> Directions:
Only an exact copy of the records below will serve as the answer.

(Dataset entries)
━━━━━━━━━━

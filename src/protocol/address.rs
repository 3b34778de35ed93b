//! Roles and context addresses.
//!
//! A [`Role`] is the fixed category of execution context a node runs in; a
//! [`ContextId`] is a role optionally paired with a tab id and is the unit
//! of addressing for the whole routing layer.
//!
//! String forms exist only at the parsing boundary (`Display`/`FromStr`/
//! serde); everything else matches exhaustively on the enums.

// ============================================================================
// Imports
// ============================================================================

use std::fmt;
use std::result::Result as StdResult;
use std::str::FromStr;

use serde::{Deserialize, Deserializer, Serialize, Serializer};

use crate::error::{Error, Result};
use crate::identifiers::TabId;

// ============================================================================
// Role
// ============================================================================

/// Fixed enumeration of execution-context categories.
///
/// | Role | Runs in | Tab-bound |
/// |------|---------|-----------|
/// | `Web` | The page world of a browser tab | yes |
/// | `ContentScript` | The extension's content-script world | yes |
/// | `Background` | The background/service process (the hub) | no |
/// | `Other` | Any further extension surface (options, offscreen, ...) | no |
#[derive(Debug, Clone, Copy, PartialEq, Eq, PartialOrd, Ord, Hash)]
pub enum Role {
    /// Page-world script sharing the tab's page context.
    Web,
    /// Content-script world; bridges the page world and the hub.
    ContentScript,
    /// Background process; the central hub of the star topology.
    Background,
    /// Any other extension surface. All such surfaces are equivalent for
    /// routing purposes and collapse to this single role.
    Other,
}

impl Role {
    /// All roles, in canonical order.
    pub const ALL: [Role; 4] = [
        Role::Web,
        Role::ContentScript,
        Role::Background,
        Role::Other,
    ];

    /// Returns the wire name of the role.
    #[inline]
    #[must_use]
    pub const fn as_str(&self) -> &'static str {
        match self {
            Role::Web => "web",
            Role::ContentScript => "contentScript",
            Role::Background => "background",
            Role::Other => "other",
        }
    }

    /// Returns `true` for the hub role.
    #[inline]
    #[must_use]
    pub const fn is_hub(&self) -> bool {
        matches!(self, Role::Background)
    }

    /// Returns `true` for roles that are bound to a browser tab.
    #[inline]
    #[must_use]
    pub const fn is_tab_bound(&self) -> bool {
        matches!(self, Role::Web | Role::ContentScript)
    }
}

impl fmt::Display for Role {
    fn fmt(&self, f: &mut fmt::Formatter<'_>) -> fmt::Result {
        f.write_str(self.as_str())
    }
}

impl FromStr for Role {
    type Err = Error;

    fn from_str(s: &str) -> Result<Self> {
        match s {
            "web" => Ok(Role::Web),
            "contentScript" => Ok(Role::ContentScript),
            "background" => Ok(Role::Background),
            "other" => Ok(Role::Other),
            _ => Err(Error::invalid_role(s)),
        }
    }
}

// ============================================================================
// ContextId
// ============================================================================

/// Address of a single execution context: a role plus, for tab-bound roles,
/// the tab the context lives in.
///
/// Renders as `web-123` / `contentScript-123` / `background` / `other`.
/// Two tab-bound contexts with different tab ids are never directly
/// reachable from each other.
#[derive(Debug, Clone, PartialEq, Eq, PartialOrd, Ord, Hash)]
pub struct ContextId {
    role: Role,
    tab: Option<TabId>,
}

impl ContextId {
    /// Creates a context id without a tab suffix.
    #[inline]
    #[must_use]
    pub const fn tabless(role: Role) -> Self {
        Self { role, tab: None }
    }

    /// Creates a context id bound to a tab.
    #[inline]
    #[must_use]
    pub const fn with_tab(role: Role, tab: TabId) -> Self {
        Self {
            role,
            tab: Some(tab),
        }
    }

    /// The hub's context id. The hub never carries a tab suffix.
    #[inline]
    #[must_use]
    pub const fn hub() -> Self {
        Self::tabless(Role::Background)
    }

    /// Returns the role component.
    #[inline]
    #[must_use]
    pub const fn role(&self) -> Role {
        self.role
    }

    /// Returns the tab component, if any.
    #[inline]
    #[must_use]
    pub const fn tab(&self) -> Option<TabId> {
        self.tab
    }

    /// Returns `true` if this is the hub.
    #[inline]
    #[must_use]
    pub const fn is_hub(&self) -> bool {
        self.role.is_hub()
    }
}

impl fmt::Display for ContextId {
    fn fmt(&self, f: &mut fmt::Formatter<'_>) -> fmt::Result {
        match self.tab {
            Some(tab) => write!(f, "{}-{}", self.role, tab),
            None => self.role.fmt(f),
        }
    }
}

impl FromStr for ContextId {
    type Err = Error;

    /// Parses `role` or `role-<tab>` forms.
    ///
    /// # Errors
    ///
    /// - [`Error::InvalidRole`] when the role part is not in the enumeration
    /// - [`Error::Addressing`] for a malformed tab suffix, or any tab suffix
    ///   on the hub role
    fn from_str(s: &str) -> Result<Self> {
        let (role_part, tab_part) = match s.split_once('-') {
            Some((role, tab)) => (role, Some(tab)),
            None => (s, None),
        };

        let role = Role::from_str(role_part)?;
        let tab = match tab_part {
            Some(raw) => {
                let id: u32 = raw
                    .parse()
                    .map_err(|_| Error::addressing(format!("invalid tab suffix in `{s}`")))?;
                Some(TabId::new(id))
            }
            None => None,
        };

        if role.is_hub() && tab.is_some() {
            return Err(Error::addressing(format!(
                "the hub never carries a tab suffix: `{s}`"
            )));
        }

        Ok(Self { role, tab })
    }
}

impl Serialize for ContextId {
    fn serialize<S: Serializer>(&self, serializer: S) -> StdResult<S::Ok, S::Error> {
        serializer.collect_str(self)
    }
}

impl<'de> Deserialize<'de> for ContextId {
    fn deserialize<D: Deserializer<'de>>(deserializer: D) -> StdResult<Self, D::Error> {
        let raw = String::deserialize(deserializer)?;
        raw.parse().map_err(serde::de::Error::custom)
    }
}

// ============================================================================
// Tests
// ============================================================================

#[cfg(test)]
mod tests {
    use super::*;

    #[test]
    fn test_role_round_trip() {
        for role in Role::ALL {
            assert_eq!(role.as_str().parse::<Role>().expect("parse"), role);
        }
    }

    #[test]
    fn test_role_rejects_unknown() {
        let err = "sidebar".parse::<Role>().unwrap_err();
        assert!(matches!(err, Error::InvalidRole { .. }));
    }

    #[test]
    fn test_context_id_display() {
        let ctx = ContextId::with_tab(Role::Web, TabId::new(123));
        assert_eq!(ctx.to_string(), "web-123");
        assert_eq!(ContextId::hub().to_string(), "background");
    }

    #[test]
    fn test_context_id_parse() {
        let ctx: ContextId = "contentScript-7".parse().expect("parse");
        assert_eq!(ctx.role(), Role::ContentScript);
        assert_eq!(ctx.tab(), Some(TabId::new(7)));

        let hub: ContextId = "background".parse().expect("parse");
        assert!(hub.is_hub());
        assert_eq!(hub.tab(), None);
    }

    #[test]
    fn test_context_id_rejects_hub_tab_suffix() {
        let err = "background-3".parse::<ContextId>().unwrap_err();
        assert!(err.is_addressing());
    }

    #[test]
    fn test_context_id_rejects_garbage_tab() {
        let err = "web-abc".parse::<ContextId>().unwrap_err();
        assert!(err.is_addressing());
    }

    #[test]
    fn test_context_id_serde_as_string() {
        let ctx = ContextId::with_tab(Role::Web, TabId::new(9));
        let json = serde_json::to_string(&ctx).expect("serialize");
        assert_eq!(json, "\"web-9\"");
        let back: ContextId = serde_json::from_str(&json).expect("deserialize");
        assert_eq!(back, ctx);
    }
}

━━━━━━━━━━

> Result of this exercise:
filename src/protocol/address.rs
repository 3b34778de35ed93b
//! Roles and context addresses.
//!
//! A [`Role`] is the fixed category of execution context a node runs in; a
//! [`ContextId`] is a role optionally paired with a tab id and is the unit
//! of addressing for the whole routing layer.
//!
//! String forms exist only at the parsing boundary (`Display`/`FromStr`/
//! serde); everything else matches exhaustively on the enums.

// ============================================================================
// Imports
// ============================================================================

use std::fmt;
use std::result::Result as StdResult;
use std::str::FromStr;

use serde::{Deserialize, Deserializer, Serialize, Serializer};

use crate::error::{Error, Result};
use crate::identifiers::TabId;

// ============================================================================
// Role
// ============================================================================

/// Fixed enumeration of execution-context categories.
///
/// | Role | Runs in | Tab-bound |
/// |------|---------|-----------|
/// | `Web` | The page world of a browser tab | yes |
/// | `ContentScript` | The extension's content-script world | yes |
/// | `Background` | The background/service process (the hub) | no |
/// | `Other` | Any further extension surface (options, offscreen, ...) | no |
#[derive(Debug, Clone, Copy, PartialEq, Eq, PartialOrd, Ord, Hash)]
pub enum Role {
    /// Page-world script sharing the tab's page context.
    Web,
    /// Content-script world; bridges the page world and the hub.
    ContentScript,
    /// Background process; the central hub of the star topology.
    Background,
    /// Any other extension surface. All such surfaces are equivalent for
    /// routing purposes and collapse to this single role.
    Other,
}

impl Role {
    /// All roles, in canonical order.
    pub const ALL: [Role; 4] = [
        Role::Web,
        Role::ContentScript,
        Role::Background,
        Role::Other,
    ];

    /// Returns the wire name of the role.
    #[inline]
    #[must_use]
    pub const fn as_str(&self) -> &'static str {
        match self {
            Role::Web => "web",
            Role::ContentScript => "contentScript",
            Role::Background => "background",
            Role::Other => "other",
        }
    }

    /// Returns `true` for the hub role.
    #[inline]
    #[must_use]
    pub const fn is_hub(&self) -> bool {
        matches!(self, Role::Background)
    }

    /// Returns `true` for roles that are bound to a browser tab.
    #[inline]
    #[must_use]
    pub const fn is_tab_bound(&self) -> bool {
        matches!(self, Role::Web | Role::ContentScript)
    }
}

impl fmt::Display for Role {
    fn fmt(&self, f: &mut fmt::Formatter<'_>) -> fmt::Result {
        f.write_str(self.as_str())
    }
}

impl FromStr for Role {
    type Err = Error;

    fn from_str(s: &str) -> Result<Self> {
        match s {
            "web" => Ok(Role::Web),
            "contentScript" => Ok(Role::ContentScript),
            "background" => Ok(Role::Background),
            "other" => Ok(Role::Other),
            _ => Err(Error::invalid_role(s)),
        }
    }
}

// ============================================================================
// ContextId
// ============================================================================

/// Address of a single execution context: a role plus, for tab-bound roles,
/// the tab the context lives in.
///
/// Renders as `web-123` / `contentScript-123` / `background` / `other`.
/// Two tab-bound contexts with different tab ids are never directly
/// reachable from each other.
#[derive(Debug, Clone, PartialEq, Eq, PartialOrd, Ord, Hash)]
pub struct ContextId {
    role: Role,
    tab: Option<TabId>,
}

impl ContextId {
    /// Creates a context id without a tab suffix.
    #[inline]
    #[must_use]
    pub const fn tabless(role: Role) -> Self {
        Self { role, tab: None }
    }

    /// Creates a context id bound to a tab.
    #[inline]
    #[must_use]
    pub const fn with_tab(role: Role, tab: TabId) -> Self {
        Self {
            role,
            tab: Some(tab),
        }
    }

    /// The hub's context id. The hub never carries a tab suffix.
    #[inline]
    #[must_use]
    pub const fn hub() -> Self {
        Self::tabless(Role::Background)
    }

    /// Returns the role component.
    #[inline]
    #[must_use]
    pub const fn role(&self) -> Role {
        self.role
    }

    /// Returns the tab component, if any.
    #[inline]
    #[must_use]
    pub const fn tab(&self) -> Option<TabId> {
        self.tab
    }

    /// Returns `true` if this is the hub.
    #[inline]
    #[must_use]
    pub const fn is_hub(&self) -> bool {
        self.role.is_hub()
    }
}

impl fmt::Display for ContextId {
    fn fmt(&self, f: &mut fmt::Formatter<'_>) -> fmt::Result {
        match self.tab {
            Some(tab) => write!(f, "{}-{}", self.role, tab),
            None => self.role.fmt(f),
        }
    }
}

impl FromStr for ContextId {
    type Err = Error;

    /// Parses `role` or `role-<tab>` forms.
    ///
    /// # Errors
    ///
    /// - [`Error::InvalidRole`] when the role part is not in the enumeration
    /// - [`Error::Addressing`] for a malformed tab suffix, or any tab suffix
    ///   on the hub role
    fn from_str(s: &str) -> Result<Self> {
        let (role_part, tab_part) = match s.split_once('-') {
            Some((role, tab)) => (role, Some(tab)),
            None => (s, None),
        };

        let role = Role::from_str(role_part)?;
        let tab = match tab_part {
            Some(raw) => {
                let id: u32 = raw
                    .parse()
                    .map_err(|_| Error::addressing(format!("invalid tab suffix in `{s}`")))?;
                Some(TabId::new(id))
            }
            None => None,
        };

        if role.is_hub() && tab.is_some() {
            return Err(Error::addressing(format!(
                "the hub never carries a tab suffix: `{s}`"
            )));
        }

        Ok(Self { role, tab })
    }
}

impl Serialize for ContextId {
    fn serialize<S: Serializer>(&self, serializer: S) -> StdResult<S::Ok, S::Error> {
        serializer.collect_str(self)
    }
}

impl<'de> Deserialize<'de> for ContextId {
    fn deserialize<D: Deserializer<'de>>(deserializer: D) -> StdResult<Self, D::Error> {
        let raw = String::deserialize(deserializer)?;
        raw.parse().map_err(serde::de::Error::custom)
    }
}

// ============================================================================
// Tests
// ============================================================================

#[cfg(test)]
mod tests {
    use super::*;

    #[test]
    fn test_role_round_trip() {
        for role in Role::ALL {
            assert_eq!(role.as_str().parse::<Role>().expect("parse"), role);
        }
    }

    #[test]
    fn test_role_rejects_unknown() {
        let err = "sidebar".parse::<Role>().unwrap_err();
        assert!(matches!(err, Error::InvalidRole { .. }));
    }

    #[test]
    fn test_context_id_display() {
        let ctx = ContextId::with_tab(Role::Web, TabId::new(123));
        assert_eq!(ctx.to_string(), "web-123");
        assert_eq!(ContextId::hub().to_string(), "background");
    }

    #[test]
    fn test_context_id_parse() {
        let ctx: ContextId = "contentScript-7".parse().expect("parse");
        assert_eq!(ctx.role(), Role::ContentScript);
        assert_eq!(ctx.tab(), Some(TabId::new(7)));

        let hub: ContextId = "background".parse().expect("parse");
        assert!(hub.is_hub());
        assert_eq!(hub.tab(), None);
    }

    #[test]
    fn test_context_id_rejects_hub_tab_suffix() {
        let err = "background-3".parse::<ContextId>().unwrap_err();
        assert!(err.is_addressing());
    }

    #[test]
    fn test_context_id_rejects_garbage_tab() {
        let err = "web-abc".parse::<ContextId>().unwrap_err();
        assert!(err.is_addressing());
    }

    #[test]
    fn test_context_id_serde_as_string() {
        let ctx = ContextId::with_tab(Role::Web, TabId::new(9));
        let json = serde_json::to_string(&ctx).expect("serialize");
        assert_eq!(json, "\"web-9\"");
        let back: ContextId = serde_json::from_str(&json).expect("deserialize");
        assert_eq!(back, ctx);
    }
}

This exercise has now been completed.